- Episode no.: Season 24 Episode 7
- Directed by: Laurens Grant
- Written by: Stanley Nelson Jr.
- Original release date: May 1, 2012
- Running time: 52 minutes

Guest appearance
- Andre Braugher (narrator);

Episode chronology
| ← Previous "Grand Coulee Dam" | Next → "Death and the Civil War" |
- American Experience (season 24)

= Jesse Owens (American Experience) =

Jesse Owens is a 2012 American documentary television film produced and distributed by PBS. It serves as the seventh episode of season 24 of American Experience.

==Summary==
It centers on American track and field athlete Jesse Owens and his participation in the 1936 Summer Olympics.

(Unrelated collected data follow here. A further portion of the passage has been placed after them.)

//! Missing-reference policy.
//!
//! Reference documents are partially annotated: a blank reference field means
//! "nobody annotated this", not "nothing here". Every scorer classifies a
//! (candidate, reference) value pair through [`classify`] so that partial
//! credit is assigned the same way in every dimension:
//!
//! | candidate | reference | outcome     | effect                         |
//! |-----------|-----------|-------------|--------------------------------|
//! | empty     | empty     | `Matched`   | true negative, no penalty      |
//! | present   | empty     | `Extra`     | tracked, never penalized       |
//! | empty     | present   | `Missing`   | false negative, always penalized |
//! | present   | present   | `Mismatch`  | caller compares values         |

use fabula_core::ActionLayer;
use serde::{Deserialize, Serialize};

/// Outcome of comparing a candidate value with a possibly-blank reference value.
#[derive(Debug, Clone, Copy, PartialEq, Eq, Hash, Serialize, Deserialize)]
#[serde(rename_all = "snake_case")]
pub enum PolicyOutcome {
    /// Both empty.
    Matched,
    /// Reference empty, candidate present. Reference is incomplete here.
    Extra,
    /// Reference present, candidate empty.
    Missing,
    /// Both present; the caller decides equality.
    Mismatch,
}

impl PolicyOutcome {
    /// Whether this outcome is a penalty regardless of values.
    #[must_use]
    pub fn is_penalized(self) -> bool {
        matches!(self, PolicyOutcome::Missing)
    }

    /// Whether both values are present and should be compared.
    #[must_use]
    pub fn is_comparable(self) -> bool {
        matches!(self, PolicyOutcome::Mismatch)
    }

    /// Whether the reference side carries data.
    #[must_use]
    pub fn reference_present(self) -> bool {
        matches!(self, PolicyOutcome::Missing | PolicyOutcome::Mismatch)
    }
}

/// Uniform emptiness predicate.
///
/// `None`, blank strings and empty collections are empty.
pub trait IsEmpty {
    /// True when the value carries no annotation.
    fn is_empty_value(&self) -> bool;
}

impl IsEmpty for str {
    fn is_empty_value(&self) -> bool {
        self.trim().is_empty()
    }
}

impl IsEmpty for String {
    fn is_empty_value(&self) -> bool {
        self.as_str().is_empty_value()
    }
}

impl<T: IsEmpty + ?Sized> IsEmpty for &T {
    fn is_empty_value(&self) -> bool {
        (**self).is_empty_value()
    }
}

impl<T: IsEmpty> IsEmpty for Option<T> {
    fn is_empty_value(&self) -> bool {
        self.as_ref().map_or(true, |v| v.is_empty_value())
    }
}

impl<T> IsEmpty for [T] {
    fn is_empty_value(&self) -> bool {
        self.is_empty()
    }
}

impl<T> IsEmpty for Vec<T> {
    fn is_empty_value(&self) -> bool {
        self.is_empty()
    }
}

impl IsEmpty for serde_json::Value {
    fn is_empty_value(&self) -> bool {
        match self {
            serde_json::Value::Null => true,
            serde_json::Value::String(s) => s.is_empty_value(),
            serde_json::Value::Array(a) => a.is_empty(),
            serde_json::Value::Object(o) => o.is_empty(),
            _ => false,
        }
    }
}

impl IsEmpty for ActionLayer {
    fn is_empty_value(&self) -> bool {
        self.is_blank()
    }
}

/// Classify a (candidate, reference) pair.
///
/// ```rust
/// use fabula::eval::policy::{classify, PolicyOutcome};
///
/// assert_eq!(classify(&Some("joy"), &None::<&str>), PolicyOutcome::Extra);
/// assert_eq!(classify(&"", &"joy"), PolicyOutcome::Missing);
/// assert_eq!(classify(&Vec::<u8>::new(), &Vec::<u8>::new()), PolicyOutcome::Matched);
/// ```
#[must_use]
pub fn classify<C, R>(candidate: &C, reference: &R) -> PolicyOutcome
where
    C: IsEmpty + ?Sized,
    R: IsEmpty + ?Sized,
{
    match (candidate.is_empty_value(), reference.is_empty_value()) {
        (true, true) => PolicyOutcome::Matched,
        (false, true) => PolicyOutcome::Extra,
        (true, false) => PolicyOutcome::Missing,
        (false, false) => PolicyOutcome::Mismatch,
    }
}

/// [`classify`] with the field name recorded at trace level.
#[must_use]
pub fn classify_field<C, R>(candidate: &C, reference: &R, field: &str) -> PolicyOutcome
where
    C: IsEmpty + ?Sized,
    R: IsEmpty + ?Sized,
{
    let outcome = classify(candidate, reference);
    log::trace!("missing-reference policy: {} -> {:?}", field, outcome);
    outcome
}

#[cfg(test)]
mod tests {
    use super::*;

    #[test]
    fn test_four_outcomes() {
        assert_eq!(classify(&None::<String>, &None::<String>), PolicyOutcome::Matched);
        assert_eq!(classify(&"a", &""), PolicyOutcome::Extra);
        assert_eq!(classify(&"   ", &"a"), PolicyOutcome::Missing);
        assert_eq!(classify(&"a", &"b"), PolicyOutcome::Mismatch);
    }

    #[test]
    fn test_collections_and_json() {
        let empty: Vec<u32> = vec![];
        assert_eq!(classify(&vec![1], &empty), PolicyOutcome::Extra);
        assert_eq!(
            classify(&serde_json::json!({}), &serde_json::json!(null)),
            PolicyOutcome::Matched
        );
        assert_eq!(
            classify(&serde_json::json!(0), &serde_json::json!([1])),
            PolicyOutcome::Mismatch
        );
    }

    #[test]
    fn test_action_layer_emptiness() {
        let blank = ActionLayer::default();
        let set = ActionLayer::default().with(fabula_core::ActionField::Status, "success");
        assert_eq!(classify(&Some(set.clone()), &Some(blank)), PolicyOutcome::Extra);
        assert_eq!(classify(&None::<ActionLayer>, &Some(set)), PolicyOutcome::Missing);
    }

    #[test]
    fn test_only_missing_is_penalized() {
        assert!(PolicyOutcome::Missing.is_penalized());
        for o in [PolicyOutcome::Matched, PolicyOutcome::Extra, PolicyOutcome::Mismatch] {
            assert!(!o.is_penalized());
        }
    }
}
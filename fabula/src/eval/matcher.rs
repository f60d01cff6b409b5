//! Greedy key-indexed matching with single-use consumption.
//!
//! Characters, relationships and events are all matched the same way:
//!
//! 1. Index the reference items by one or more keys each.
//! 2. Walk the candidates in declaration order. For each candidate, try its
//!    keys in order; the first key that resolves to a reference item not yet
//!    consumed wins, and that item is consumed.
//!
//! Two index shapes exist. [`KeyIndex::from_items`] keeps only the first
//! reference item (file order) per key, so a later duplicate is unreachable;
//! relationships and events use it. [`KeyIndex::pooled`] keeps every item per
//! key, primary keys ranked ahead of secondary ones, and a lookup falls
//! through to the next unconsumed item; characters use it so that an alias
//! never hides another character's own name.
//!
//! Neither is an optimal assignment: an early candidate can consume a
//! reference item that a later candidate would have matched better.
//! Reported benchmark numbers depend on this exact tie-break order.

use std::borrow::Borrow;
use std::collections::HashMap;
use std::hash::Hash;

/// Key → reference positions in lookup order.
#[derive(Debug, Clone)]
pub struct KeyIndex<K> {
    positions: HashMap<K, Vec<usize>>,
}

impl<K: Eq + Hash> KeyIndex<K> {
    /// Index `items` by every key `keys_of` yields for them, first writer wins.
    pub fn from_items<T, I, F>(items: &[T], mut keys_of: F) -> Self
    where
        F: FnMut(&T) -> I,
        I: IntoIterator<Item = K>,
    {
        let mut positions = HashMap::new();
        for (idx, item) in items.iter().enumerate() {
            for key in keys_of(item) {
                positions.entry(key).or_insert_with(|| vec![idx]);
            }
        }
        Self { positions }
    }

    /// Index every item under each of its keys. All `primary` keys of all
    /// items come ahead of any `secondary` key, each group in file order.
    pub fn pooled<T, IP, IS, FP, FS>(items: &[T], mut primary: FP, mut secondary: FS) -> Self
    where
        FP: FnMut(&T) -> IP,
        FS: FnMut(&T) -> IS,
        IP: IntoIterator<Item = K>,
        IS: IntoIterator<Item = K>,
    {
        let mut positions: HashMap<K, Vec<usize>> = HashMap::new();
        for (idx, item) in items.iter().enumerate() {
            for key in primary(item) {
                push_unique(positions.entry(key).or_default(), idx);
            }
        }
        for (idx, item) in items.iter().enumerate() {
            for key in secondary(item) {
                push_unique(positions.entry(key).or_default(), idx);
            }
        }
        Self { positions }
    }

    /// Highest-ranked position indexed under `key`, consumed or not.
    pub fn get<Q>(&self, key: &Q) -> Option<usize>
    where
        K: Borrow<Q>,
        Q: Eq + Hash + ?Sized,
    {
        self.positions.get(key)?.first().copied()
    }

    /// Consume the first position under `key` that is still available.
    pub fn take<Q>(&self, key: &Q, consumed: &mut SingleUse) -> Option<usize>
    where
        K: Borrow<Q>,
        Q: Eq + Hash + ?Sized,
    {
        self.positions
            .get(key)?
            .iter()
            .copied()
            .find(|&idx| consumed.try_take(idx))
    }

    /// Number of distinct keys.
    #[must_use]
    pub fn len(&self) -> usize {
        self.positions.len()
    }

    /// True when nothing was indexed.
    #[must_use]
    pub fn is_empty(&self) -> bool {
        self.positions.is_empty()
    }
}

fn push_unique(positions: &mut Vec<usize>, idx: usize) {
    if !positions.contains(&idx) {
        positions.push(idx);
    }
}

/// Tracks which reference positions have been consumed.
#[derive(Debug, Clone)]
pub struct SingleUse {
    used: Vec<bool>,
}

impl SingleUse {
    /// Nothing consumed among `len` positions.
    #[must_use]
    pub fn new(len: usize) -> Self {
        Self {
            used: vec![false; len],
        }
    }

    /// Consume `idx` if it is still available.
    pub fn try_take(&mut self, idx: usize) -> bool {
        match self.used.get_mut(idx) {
            Some(used) if !*used => {
                *used = true;
                true
            }
            _ => false,
        }
    }

    /// Whether `idx` has been consumed.
    #[must_use]
    pub fn is_used(&self, idx: usize) -> bool {
        self.used.get(idx).copied().unwrap_or(false)
    }

    /// Positions never consumed, ascending.
    pub fn unused(&self) -> impl Iterator<Item = usize> + '_ {
        self.used
            .iter()
            .enumerate()
            .filter(|(_, used)| !**used)
            .map(|(idx, _)| idx)
    }
}

/// One successful candidate → reference match.
#[derive(Debug, Clone, Copy, PartialEq, Eq)]
pub struct KeyMatch {
    /// Reference position.
    pub reference: usize,
    /// Which of the candidate's keys produced the match (0 = first).
    pub key_rank: usize,
}

/// Result of [`match_by_key`].
#[derive(Debug, Clone, PartialEq, Eq)]
pub struct Matching {
    /// One entry per candidate, in candidate order.
    pub pairs: Vec<Option<KeyMatch>>,
    /// Reference positions no candidate consumed, ascending.
    pub unmatched_references: Vec<usize>,
}

impl Matching {
    /// Number of matched candidates.
    #[must_use]
    pub fn matched(&self) -> usize {
        self.pairs.iter().filter(|p| p.is_some()).count()
    }

    /// Candidate positions with no match, ascending.
    pub fn unmatched_candidates(&self) -> impl Iterator<Item = usize> + '_ {
        self.pairs
            .iter()
            .enumerate()
            .filter(|(_, p)| p.is_none())
            .map(|(idx, _)| idx)
    }

    /// `(candidate, reference)` position pairs, in candidate order.
    pub fn matched_pairs(&self) -> impl Iterator<Item = (usize, usize)> + '_ {
        self.pairs
            .iter()
            .enumerate()
            .filter_map(|(c, p)| p.map(|m| (c, m.reference)))
    }
}

/// Greedy single-use matching of `candidates` against `references`, with the
/// references indexed first writer wins.
///
/// ```rust
/// use fabula::eval::matcher::match_by_key;
///
/// let reference = ["a", "b", "a"];
/// let candidate = ["a", "a", "c"];
/// let m = match_by_key(&candidate, &reference, |c| [c.to_string()], |r| [r.to_string()]);
///
/// // The duplicate reference "a" at position 2 is never indexed.
/// assert_eq!(m.matched(), 1);
/// assert_eq!(m.unmatched_references, vec![1, 2]);
/// ```
pub fn match_by_key<C, R, K, IC, IR, FC, FR>(
    candidates: &[C],
    references: &[R],
    candidate_keys: FC,
    reference_keys: FR,
) -> Matching
where
    K: Eq + Hash,
    FC: FnMut(&C) -> IC,
    FR: FnMut(&R) -> IR,
    IC: IntoIterator<Item = K>,
    IR: IntoIterator<Item = K>,
{
    let index = KeyIndex::from_items(references, reference_keys);
    match_with_index(candidates, &index, references.len(), candidate_keys)
}

/// Greedy single-use matching of `candidates` against a prebuilt index over
/// `reference_count` reference positions.
pub fn match_with_index<C, K, IC, FC>(
    candidates: &[C],
    index: &KeyIndex<K>,
    reference_count: usize,
    mut candidate_keys: FC,
) -> Matching
where
    K: Eq + Hash,
    FC: FnMut(&C) -> IC,
    IC: IntoIterator<Item = K>,
{
    let mut consumed = SingleUse::new(reference_count);

    let pairs = candidates
        .iter()
        .map(|candidate| {
            candidate_keys(candidate)
                .into_iter()
                .enumerate()
                .find_map(|(rank, key)| {
                    index.take(&key, &mut consumed).map(|idx| KeyMatch {
                        reference: idx,
                        key_rank: rank,
                    })
                })
        })
        .collect();

    Matching {
        pairs,
        unmatched_references: consumed.unused().collect(),
    }
}
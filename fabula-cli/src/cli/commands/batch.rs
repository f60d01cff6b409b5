//! Batch command - Evaluate a directory of documents

use clap::Parser;
use std::collections::BTreeSet;
use std::path::{Path, PathBuf};

use fabula::eval::corpus::{evaluate_corpus, CorpusItem, DocumentFailure};
use fabula::eval::report::{render_batch_json, render_batch_markdown};
use fabula::eval::CompositeEvaluator;

use super::super::output::{color, log_info, render_batch_human, write_output};
use super::super::parser::OutputFormat;
use super::super::utils::{document_id, json_files, load_config};

/// Evaluate every reference document in a directory
#[derive(Parser, Debug)]
pub struct BatchArgs {
    /// Directory of candidate annotations
    #[arg(long, value_name = "DIR")]
    pub candidates: PathBuf,

    /// Directory of reference annotations; files are paired by name
    #[arg(long, value_name = "DIR")]
    pub references: PathBuf,

    /// Directory of story texts named `<document>.txt`
    #[arg(long, value_name = "DIR")]
    pub texts: Option<PathBuf>,

    /// Configuration file (TOML)
    #[arg(long, value_name = "PATH")]
    pub config: Option<PathBuf>,

    /// Sentence-boundary tolerance; overrides the configuration
    #[arg(long, value_name = "N")]
    pub tolerance: Option<usize>,

    /// Output format
    #[arg(short, long, value_enum, default_value = "human")]
    pub format: OutputFormat,

    /// Write the report to a file instead of stdout
    #[arg(short, long, value_name = "PATH")]
    pub output: Option<PathBuf>,

    /// Fail if any document could not be evaluated
    #[arg(long)]
    pub strict: bool,

    /// Suppress status messages
    #[arg(short, long)]
    pub quiet: bool,
}

fn load_item(
    reference: &Path,
    candidates: &Path,
    texts: Option<&Path>,
) -> Result<CorpusItem, DocumentFailure> {
    let id = document_id(reference);
    let candidate = match reference.file_name() {
        Some(name) => candidates.join(name),
        None => return Err(DocumentFailure::new(id, "reference path has no file name")),
    };
    if !candidate.is_file() {
        return Err(DocumentFailure::new(
            id,
            format!("no candidate file {}", candidate.display()),
        ));
    }
    let text = texts
        .map(|dir| dir.join(format!("{}.txt", id)))
        .filter(|p| p.is_file());
    CorpusItem::load(id, &candidate, reference, text.as_deref())
}

pub fn run(args: BatchArgs) -> Result<(), String> {
    let config = load_config(args.config.as_deref(), args.tolerance)?;
    let references = json_files(&args.references)?;
    if references.is_empty() {
        return Err(format!(
            "No reference documents (*.json) found in {}",
            args.references.display()
        ));
    }

    let reference_names: BTreeSet<_> = references.iter().filter_map(|p| p.file_name()).collect();
    for candidate in json_files(&args.candidates)? {
        if candidate
            .file_name()
            .map_or(false, |name| !reference_names.contains(name))
        {
            log::warn!("{}: no reference document, ignored", candidate.display());
        }
    }

    log_info(
        &format!("Evaluating {} document(s)...", references.len()),
        args.quiet,
    );
    let items = references
        .iter()
        .map(|reference| load_item(reference, &args.candidates, args.texts.as_deref()));
    let report = evaluate_corpus(&CompositeEvaluator::new(config), items);

    let content = match args.format {
        OutputFormat::Human => render_batch_human(&report),
        OutputFormat::Markdown => render_batch_markdown(&report),
        OutputFormat::Json => {
            let mut json = render_batch_json(&report).map_err(|e| e.to_string())?;
            json.push('\n');
            json
        }
    };
    write_output(&content, args.output.as_deref())?;

    if !report.failures.is_empty() {
        log_info(
            &format!(
                "{} {} document(s) skipped",
                color("33", "warn"),
                report.failures.len()
            ),
            args.quiet,
        );
        if args.strict {
            return Err(format!(
                "{} of {} document(s) could not be evaluated",
                report.failures.len(),
                references.len()
            ));
        }
    }
    Ok(())
}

==Production and release==
PBS produced the film for American Experience. The film serves as a profile of Owens and includes experts weighing in on his accomplishments.

Laurens Grant directed the film. Stanley Nelson, who frequently collaborates with PBS wrote the film. Andre Braugher narrates the film.

PBS both broadcast the film and released it on DVD on May 1, 2012.

==Reception==
Mike Hale of The New York Times wrote positively of the film, though noted that it "suffers from its brevity," adding "There's not much time to get below the surface, and Owens's troubled post-Olympic life gets particularly quick treatment." Hale added that what Grant does put on screen "is unimpeachable."

===Accolades===
Grant, Nelson and Andrew Horn won a News & Documentary Emmy Award for their research on this documentary.